忽ちに隔漢の恋を成し、また、抱梁の意を傷ましむ。

唯だ羨はくは、去留に恙無く、遂に雲を披くを待たまくのみ。


歌詞両首 大宰師大伴卿


龍の馬も 今も得てしか あをによし 奈良の都に 行きて来む為

                         (巻5-806)

現には 逢ふよしも無し ぬばたまの 夜の夢に を継ぎて見えこそ

                         (巻5-807)

答へし歌二首

竜の馬を 我は求めむ あをによし 奈良の都に 来む人のたに

                         (巻5-808)

直に逢はず あらくも多く しきたへの 枕去らずて 夢にし見えむ

                         (巻5-809)



謹んでお手紙をありがたく受け取り、その御趣旨を重々承知いたしました。

たちまちに、天の河を隔てる彦星のような恋しい気持が増して、また橋梁を抱いて人を待った故事の様に切なさを感じます。ただ、旅の貴方と留まっている私が、平穏な日々を過ごし、お互いの住む場所を隔てる雲が開けて、再会できる日を待つばかりです。


太宰帥大伴卿の歌 二首

竜の馬を、すぐにでも欲しく思います。

奈良の都に行って戻って来るため。


現実には、逢う方法などありません。

夜に見る夢に、いつも現れて欲しいのです。


返歌二首

竜の馬を求めましょう。

奈良の都に来ようとする貴方のために。


直接に逢えない年月が長くなりましたけれど、枕辺を離れず、貴方の夢に現れたいと思います。


※隔漢の恋:織姫の渡河を待つ彦星の恋心。

※抱梁の意:橋の下で逢引きをする約束を守り、水かさが増しても橋柱を抱いて、ついには水死した尾生(荘子)の故事による。
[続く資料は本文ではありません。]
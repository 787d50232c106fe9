mod layout;
mod login;
mod messages;
mod overview;
mod project_edit;
mod projects;

pub use layout::DashboardLayout;
pub use login::LoginPage;
pub use messages::MessagesPage;
pub use overview::OverviewPage;
pub use project_edit::{ProjectCreatePage, ProjectEditPage};
pub use projects::ProjectsPage;
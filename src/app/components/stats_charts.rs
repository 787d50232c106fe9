//! SVG renderings of the dashboard statistics: a donut for the mobile/web
//! split and a bar chart for the trailing week of messages.

use std::f64::consts::PI;

use leptos::*;

use crate::app::stats::{proportion_view, DayBucket, ProjectStats};

const DONUT_SIZE: f64 = 240.0;
const DONUT_INNER: f64 = 60.0;
const DONUT_OUTER: f64 = 100.0;
const DONUT_PAD_DEG: f64 = 5.0;

const BAR_WIDTH: f64 = 420.0;
const BAR_HEIGHT: f64 = 240.0;
const BAR_MARGIN_LEFT: f64 = 32.0;
const BAR_MARGIN_BOTTOM: f64 = 28.0;
const BAR_MAX_THICKNESS: f64 = 32.0;
const BAR_COLOR: &str = "#6366F1";

fn polar(radius: f64, angle_deg: f64) -> (f64, f64) {
    let center = DONUT_SIZE / 2.0;
    let rad = angle_deg * PI / 180.0;
    (center + radius * rad.sin(), center - radius * rad.cos())
}

fn ring_segment(start_deg: f64, end_deg: f64) -> String {
    let large = if end_deg - start_deg > 180.0 { 1 } else { 0 };
    let (ox0, oy0) = polar(DONUT_OUTER, start_deg);
    let (ox1, oy1) = polar(DONUT_OUTER, end_deg);
    let (ix1, iy1) = polar(DONUT_INNER, end_deg);
    let (ix0, iy0) = polar(DONUT_INNER, start_deg);

    format!(
        "M {ox0:.2} {oy0:.2} A {DONUT_OUTER} {DONUT_OUTER} 0 {large} 1 {ox1:.2} {oy1:.2} \
         L {ix1:.2} {iy1:.2} A {DONUT_INNER} {DONUT_INNER} 0 {large} 0 {ix0:.2} {iy0:.2} Z"
    )
}

/// Path data per value, clockwise from twelve o'clock. Zero values get no
/// segment; an all-zero input yields nothing.
pub fn donut_segments(values: &[usize]) -> Vec<Option<String>> {
    let total: usize = values.iter().sum();
    let filled = values.iter().filter(|v| **v > 0).count();
    if total == 0 {
        return vec![None; values.len()];
    }

    let pad = if filled > 1 { DONUT_PAD_DEG } else { 0.0 };
    let available = 360.0 - pad * filled as f64;
    let mut cursor = 0.0;

    values
        .iter()
        .map(|&value| {
            if value == 0 {
                return None;
            }
            // a full circle has coincident endpoints, which SVG arcs can't draw
            let sweep = (available * value as f64 / total as f64).min(359.99);
            let segment = ring_segment(cursor, cursor + sweep);
            cursor += sweep + pad;
            Some(segment)
        })
        .collect()
}

#[derive(Debug, Clone, PartialEq)]
pub struct BarGeometry {
    pub x: f64,
    pub y: f64,
    pub width: f64,
    pub height: f64,
    pub label_x: f64,
}

/// Integer y-axis ticks from zero covering `max`.
pub fn axis_ticks(max: usize) -> Vec<usize> {
    let top = max.max(1);
    let step = top.div_ceil(4).max(1);
    (0..=top.div_ceil(step)).map(|i| i * step).collect()
}

pub fn bar_geometry(buckets: &[DayBucket]) -> Vec<BarGeometry> {
    let ticks = axis_ticks(buckets.iter().map(|b| b.count).max().unwrap_or(0));
    let top = ticks.last().copied().unwrap_or(1).max(1) as f64;

    let plot_width = BAR_WIDTH - BAR_MARGIN_LEFT;
    let plot_height = BAR_HEIGHT - BAR_MARGIN_BOTTOM;
    let slot = plot_width / buckets.len().max(1) as f64;
    let width = (slot * 0.6).min(BAR_MAX_THICKNESS);

    buckets
        .iter()
        .enumerate()
        .map(|(i, bucket)| {
            let height = plot_height * bucket.count as f64 / top;
            let label_x = BAR_MARGIN_LEFT + slot * (i as f64 + 0.5);
            BarGeometry {
                x: label_x - width / 2.0,
                y: plot_height - height,
                width,
                height,
                label_x,
            }
        })
        .collect()
}

fn tick_y(tick: usize, top: usize) -> f64 {
    let plot_height = BAR_HEIGHT - BAR_MARGIN_BOTTOM;
    plot_height - plot_height * tick as f64 / top.max(1) as f64
}

#[component]
pub fn StatsCharts(projects: ProjectStats, activity: Vec<DayBucket>) -> impl IntoView {
    let shares = proportion_view(&projects);
    let segments = donut_segments(&shares.iter().map(|s| s.value).collect::<Vec<_>>());
    let empty = segments.iter().all(Option::is_none);

    let ticks = axis_ticks(activity.iter().map(|b| b.count).max().unwrap_or(0));
    let top = ticks.last().copied().unwrap_or(1);
    let bars = bar_geometry(&activity);
    let center = DONUT_SIZE / 2.0;
    let ring_width = DONUT_OUTER - DONUT_INNER;
    let ring_radius = (DONUT_OUTER + DONUT_INNER) / 2.0;

    view! {
        <div class="charts">
            <div class="card chart">
                <h3 class="chart__title">"Project Distribution"</h3>
                <svg class="chart__svg" viewBox=format!("0 0 {DONUT_SIZE} {DONUT_SIZE}")>
                    {empty.then(|| view! {
                        <circle
                            cx=center
                            cy=center
                            r=ring_radius
                            fill="none"
                            stroke="#E2E8F0"
                            stroke-width=ring_width
                        />
                    })}
                    {segments
                        .into_iter()
                        .zip(shares.iter())
                        .filter_map(|(segment, share)| segment.map(|d| (d, share.clone())))
                        .map(|(d, share)| view! {
                            <path d=d fill=share.color aria-label=format!("{}: {}", share.label, share.value)></path>
                        })
                        .collect_view()}
                </svg>
                <div class="chart__legend">
                    {shares
                        .iter()
                        .map(|share| view! {
                            <div class="chart__legend-item">
                                <span class="chart__swatch" style=format!("background-color: {}", share.color)></span>
                                <span>{share.label}</span>
                            </div>
                        })
                        .collect_view()}
                </div>
            </div>

            <div class="card chart">
                <h3 class="chart__title">"Message Activity (Last 7 Days)"</h3>
                <svg class="chart__svg" viewBox=format!("0 0 {BAR_WIDTH} {BAR_HEIGHT}")>
                    {ticks
                        .iter()
                        .map(|&tick| {
                            let y = tick_y(tick, top);
                            view! {
                                <line
                                    x1=BAR_MARGIN_LEFT
                                    x2=BAR_WIDTH
                                    y1=y
                                    y2=y
                                    stroke="#E2E8F0"
                                    stroke-dasharray="3 3"
                                />
                                <text class="chart__tick" x={BAR_MARGIN_LEFT - 8.0} y={y + 4.0} text-anchor="end">
                                    {tick}
                                </text>
                            }
                        })
                        .collect_view()}
                    {bars
                        .into_iter()
                        .zip(activity)
                        .map(|(bar, bucket)| view! {
                            <rect
                                x=bar.x
                                y=bar.y
                                width=bar.width
                                height=bar.height
                                rx="6"
                                fill=BAR_COLOR
                                aria-label=format!("{}: {} messages", bucket.day, bucket.count)
                            ></rect>
                            <text
                                class="chart__tick"
                                x=bar.label_x
                                y={BAR_HEIGHT - 8.0}
                                text-anchor="middle"
                            >
                                {bucket.label}
                            </text>
                        })
                        .collect_view()}
                </svg>
            </div>
        </div>
    }
}

#[cfg(test)]
#[path = "stats_charts_test.rs"]
mod stats_charts_test;
use leptos::*;
use leptos_router::use_location;

use crate::app::classes;
use crate::app::nav::{is_active, NAV_ITEMS};

#[component]
pub fn Sidebar(
    #[prop(into)] open: Signal<bool>,
    #[prop(into)] on_close: Callback<()>,
    #[prop(into)] on_logout: Callback<()>,
) -> impl IntoView {
    let pathname = use_location().pathname;

    view! {
        <Show when=move || open.get()>
            <div class="sidebar__overlay" on:click=move |_| on_close.call(())></div>
        </Show>

        <aside class=move || classes(["sidebar", if open.get() { "sidebar--open" } else { "" }])>
            <div class="sidebar__header">
                <span class="sidebar__brand">"Portfolio Admin"</span>
                <button class="sidebar__close" on:click=move |_| on_close.call(())>
                    "✕"
                </button>
            </div>

            <nav class="sidebar__nav">
                {NAV_ITEMS
                    .into_iter()
                    .map(|item| {
                        let class = move || {
                            let active = pathname.with(|path| is_active(path, item.href));
                            classes(["sidebar__link", if active { "sidebar__link--active" } else { "" }])
                        };
                        view! {
                            // closes the drawer on mobile
                            <a href=item.href class=class on:click=move |_| on_close.call(())>
                                <span class="sidebar__icon">{item.icon}</span>
                                <span>{item.label}</span>
                            </a>
                        }
                    })
                    .collect_view()}
            </nav>

            <button class="sidebar__logout" on:click=move |_| on_logout.call(())>
                "Log out"
            </button>
        </aside>
    }
}
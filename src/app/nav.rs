#[derive(Debug, Clone, Copy, PartialEq, Eq)]
pub struct NavItem {
    pub label: &'static str,
    pub href: &'static str,
    pub icon: &'static str,
}

pub const NAV_ITEMS: [NavItem; 3] = [
    NavItem {
        label: "Dashboard",
        href: "/",
        icon: "▦",
    },
    NavItem {
        label: "Inbox",
        href: "/messages",
        icon: "✉",
    },
    NavItem {
        label: "Projects",
        href: "/projects",
        icon: "▤",
    },
];

/// The root item only matches itself; the others also match nested routes.
pub fn is_active(pathname: &str, href: &str) -> bool {
    pathname == href || (href != "/" && pathname.starts_with(href))
}

/// Heading shown in the dashboard header for a route.
pub fn page_title(pathname: &str) -> &'static str {
    match pathname {
        "/" => "Dashboard",
        "/projects" => "Projects",
        p if p.starts_with("/projects/create") => "Create Project",
        p if p.starts_with("/projects/") => "Edit Project",
        _ => "Admin Panel",
    }
}

#[cfg(test)]
#[path = "nav_test.rs"]
mod nav_test;
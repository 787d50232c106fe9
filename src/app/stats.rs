//! Aggregates already-fetched projects and messages into the figures and
//! chart series shown on the dashboard.

use chrono::{Days, NaiveDate};
use itertools::Itertools;

use super::backend::{Message, Project, ProjectType};

/// Length of the trailing message activity window.
pub const ACTIVITY_DAYS: u64 = 7;

#[derive(Debug, Clone, Copy, Default, PartialEq, Eq)]
pub struct ProjectStats {
    pub total: usize,
    pub mobile: usize,
    pub web: usize,
}

impl ProjectStats {
    pub fn from_projects(projects: &[Project]) -> Self {
        let counts = projects.iter().counts_by(|p| p.kind);

        Self {
            total: projects.len(),
            mobile: counts.get(&ProjectType::Mobile).copied().unwrap_or(0),
            web: counts.get(&ProjectType::Web).copied().unwrap_or(0),
        }
    }
}

#[derive(Debug, Clone, Copy, Default, PartialEq, Eq)]
pub struct MessageStats {
    pub total: usize,
    pub unread: usize,
}

impl MessageStats {
    pub fn from_messages(messages: &[Message]) -> Self {
        Self {
            total: messages.len(),
            unread: messages.iter().filter(|m| !m.is_read).count(),
        }
    }
}

#[derive(Debug, Clone, PartialEq, Eq)]
pub struct Share {
    pub label: &'static str,
    pub value: usize,
    pub color: &'static str,
}

/// Mobile vs web split for the proportion chart.
pub fn proportion_view(stats: &ProjectStats) -> [Share; 2] {
    [
        Share {
            label: "Mobile Apps",
            value: stats.mobile,
            color: "#3B82F6",
        },
        Share {
            label: "Web Apps",
            value: stats.web,
            color: "#F97316",
        },
    ]
}

#[derive(Debug, Clone, PartialEq, Eq)]
pub struct DayBucket {
    pub day: NaiveDate,
    /// Short weekday, e.g. `Mon`.
    pub label: String,
    pub count: usize,
}

/// Message counts for the [`ACTIVITY_DAYS`] calendar days ending at `today`,
/// oldest first. A message lands in a day when its `createdAt` starts with
/// that day's `YYYY-MM-DD`.
pub fn daily_activity(messages: &[Message], today: NaiveDate) -> Vec<DayBucket> {
    (0..ACTIVITY_DAYS)
        .rev()
        .filter_map(|offset| today.checked_sub_days(Days::new(offset)))
        .map(|day| {
            let key = day.format("%Y-%m-%d").to_string();
            let count = messages
                .iter()
                .filter_map(|m| m.created_at.as_deref())
                .filter(|created| created.starts_with(&key))
                .count();

            DayBucket {
                day,
                label: day.format("%a").to_string(),
                count,
            }
        })
        .collect()
}

/// Today's date in UTC, which is the calendar the backend timestamps use.
pub fn today_utc() -> NaiveDate {
    chrono::Utc::now().date_naive()
}

#[cfg(test)]
#[path = "stats_test.rs"]
mod stats_test;
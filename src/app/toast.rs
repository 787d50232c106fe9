#[cfg(feature = "hydrate")]
use std::time::Duration;

use leptos::*;

#[cfg(feature = "hydrate")]
const TOAST_LIFETIME: Duration = Duration::from_millis(3500);

#[derive(Debug, Clone, Copy, PartialEq, Eq)]
pub enum ToastKind {
    Success,
    Error,
}

#[derive(Debug, Clone, PartialEq, Eq)]
pub struct Toast {
    pub id: u64,
    pub kind: ToastKind,
    pub message: String,
}

#[derive(Debug, Clone, Default, PartialEq, Eq)]
pub struct ToastQueue {
    next_id: u64,
    items: Vec<Toast>,
}

impl ToastQueue {
    pub fn push(&mut self, kind: ToastKind, message: String) -> u64 {
        let id = self.next_id;
        self.next_id += 1;
        self.items.push(Toast { id, kind, message });
        id
    }

    pub fn dismiss(&mut self, id: u64) {
        self.items.retain(|t| t.id != id);
    }

    pub fn items(&self) -> &[Toast] {
        &self.items
    }
}

#[derive(Debug, Clone, Copy)]
pub struct Toasts(RwSignal<ToastQueue>);

impl Toasts {
    pub fn success(&self, message: impl Into<String>) {
        self.push(ToastKind::Success, message.into());
    }

    pub fn error(&self, message: impl Into<String>) {
        self.push(ToastKind::Error, message.into());
    }

    fn push(&self, kind: ToastKind, message: String) {
        let mut id = 0;
        self.0.update(|queue| id = queue.push(kind, message));

        // timers only exist in the browser
        #[cfg(feature = "hydrate")]
        {
            let toasts = *self;
            set_timeout(move || toasts.dismiss(id), TOAST_LIFETIME);
        }
        #[cfg(not(feature = "hydrate"))]
        let _ = id;
    }

    pub fn dismiss(&self, id: u64) {
        self.0.update(|queue| queue.dismiss(id));
    }

    /// Toasts currently on screen, oldest first.
    pub fn items(&self) -> Vec<Toast> {
        self.0.with(|queue| queue.items().to_vec())
    }
}

pub fn provide_toasts() -> Toasts {
    let toasts = Toasts(create_rw_signal(ToastQueue::default()));
    provide_context(toasts);
    toasts
}

pub fn use_toasts() -> Toasts {
    expect_context::<Toasts>()
}

#[component]
pub fn ToastProvider(children: Children) -> impl IntoView {
    let toasts = provide_toasts();

    view! {
        {children()}
        <div class="toasts" role="status">
            <For
                each=move || toasts.items()
                key=|toast| toast.id
                children=move |toast| {
                    let id = toast.id;
                    let class = match toast.kind {
                        ToastKind::Success => "toast toast--success",
                        ToastKind::Error => "toast toast--error",
                    };
                    view! {
                        <div class=class on:click=move |_| toasts.dismiss(id)>
                            {toast.message}
                        </div>
                    }
                }
            />
        </div>
    }
}

#[cfg(test)]
#[path = "toast_test.rs"]
mod toast_test;
use leptos::{html::Input, *};

use crate::app::classes;
use crate::app::session::use_api;

pub const MAX_IMAGE_BYTES: f64 = 5.0 * 1024.0 * 1024.0;

/// Rejects non-images and files over [`MAX_IMAGE_BYTES`] before uploading.
pub fn check_image(content_type: &str, size: f64) -> Result<(), &'static str> {
    if !content_type.starts_with("image/") {
        return Err("Please upload an image file");
    }
    if size > MAX_IMAGE_BYTES {
        return Err("Image size should be less than 5MB");
    }
    Ok(())
}

#[cfg(feature = "hydrate")]
async fn read_file(file: &web_sys::File) -> Result<Vec<u8>, String> {
    let buffer = wasm_bindgen_futures::JsFuture::from(file.array_buffer())
        .await
        .map_err(|e| format!("could not read {}: {e:?}", file.name()))?;

    Ok(js_sys::Uint8Array::new(&buffer).to_vec())
}

/// Single image picker that uploads on selection and reports the stored URL.
#[component]
pub fn ImageUpload(
    #[prop(into)] value: Signal<String>,
    #[prop(into)] on_change: Callback<String>,
    #[prop(optional, into)] disabled: MaybeSignal<bool>,
) -> impl IntoView {
    let api = use_api();
    let input: NodeRef<Input> = create_node_ref();
    let (loading, set_loading) = create_signal(false);
    let disabled = Signal::derive(move || disabled.get());
    let busy = move || disabled.get() || loading.get();

    let on_file = move |_: ev::Event| {
        #[cfg(feature = "hydrate")]
        {
            let Some(input) = input.get() else {
                return;
            };
            let Some(file) = input.files().and_then(|files| files.get(0)) else {
                return;
            };

            if let Err(msg) = check_image(&file.type_(), file.size()) {
                api.toasts.error(msg);
                input.set_value("");
                return;
            }

            set_loading.set(true);
            spawn_local(async move {
                match read_file(&file).await {
                    Ok(data) => {
                        match crate::app::backend::upload_image(api.token(), file.name(), file.type_(), data)
                            .await
                        {
                            Ok(url) => {
                                on_change.call(url);
                                api.toasts.success("Image uploaded successfully");
                            }
                            Err(err) => api.report(err),
                        }
                    }
                    Err(msg) => {
                        logging::error!("{msg}");
                        api.toasts.error("Could not read the selected file");
                    }
                }

                set_loading.set(false);
                input.set_value("");
            });
        }
        #[cfg(not(feature = "hydrate"))]
        {
            let _ = (api, input, set_loading, on_change);
        }
    };

    let pick = move |_: ev::MouseEvent| {
        if !busy() {
            if let Some(input) = input.get() {
                input.click();
            }
        }
    };

    view! {
        <div class="image-upload">
            <input
                type="file"
                class="image-upload__input"
                accept="image/*"
                node_ref=input
                disabled=busy
                on:change=on_file
            />
            <Show
                when=move || !value.with(String::is_empty)
                fallback=move || view! {
                    <div
                        class=move || classes(["image-upload__drop", if busy() { "image-upload__drop--busy" } else { "" }])
                        on:click=pick
                    >
                        {move || if loading.get() { "Uploading..." } else { "Click to upload an image (max 5MB)" }}
                    </div>
                }
            >
                <div class="image-upload__preview">
                    <img src=move || value.get() alt="Project cover"/>
                    <button
                        type="button"
                        class="image-upload__remove"
                        title="Remove image"
                        disabled=move || disabled.get()
                        on:click=move |_| on_change.call(String::new())
                    >
                        "✕"
                    </button>
                </div>
            </Show>
        </div>
    }
}

#[cfg(test)]
#[path = "image_upload_test.rs"]
mod image_upload_test;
最初の文は、奈良の某人にあてて、大伴旅人が書いたと言う説と、奈良の某人が大伴旅人に書いた説との二種類がある。

奈良の某人も、男性官僚説と、女性説(女性皇族)がある。

ただ、訳者としては、女性皇族説を取る。

奈良に住む女性皇族からの手紙を受け取り、大伴旅人が当時の男性知識人として、漢文調で最初の文を奈良に住む女性皇族に送り、「隔漢の恋」と「抱梁の意」を伝えたと捉えるほうが自然に思う。


いずれにせよ、遠隔地で通じ合う思いになるけれど、電話も電子メールも無い時代。

手書きの手紙だけが、心を通じ合う証。

もどかしいと思っても、それ以外に手段はない。

だからこそ、心温まる手紙を受け取れば、伏して拝みたくなるのだと思う。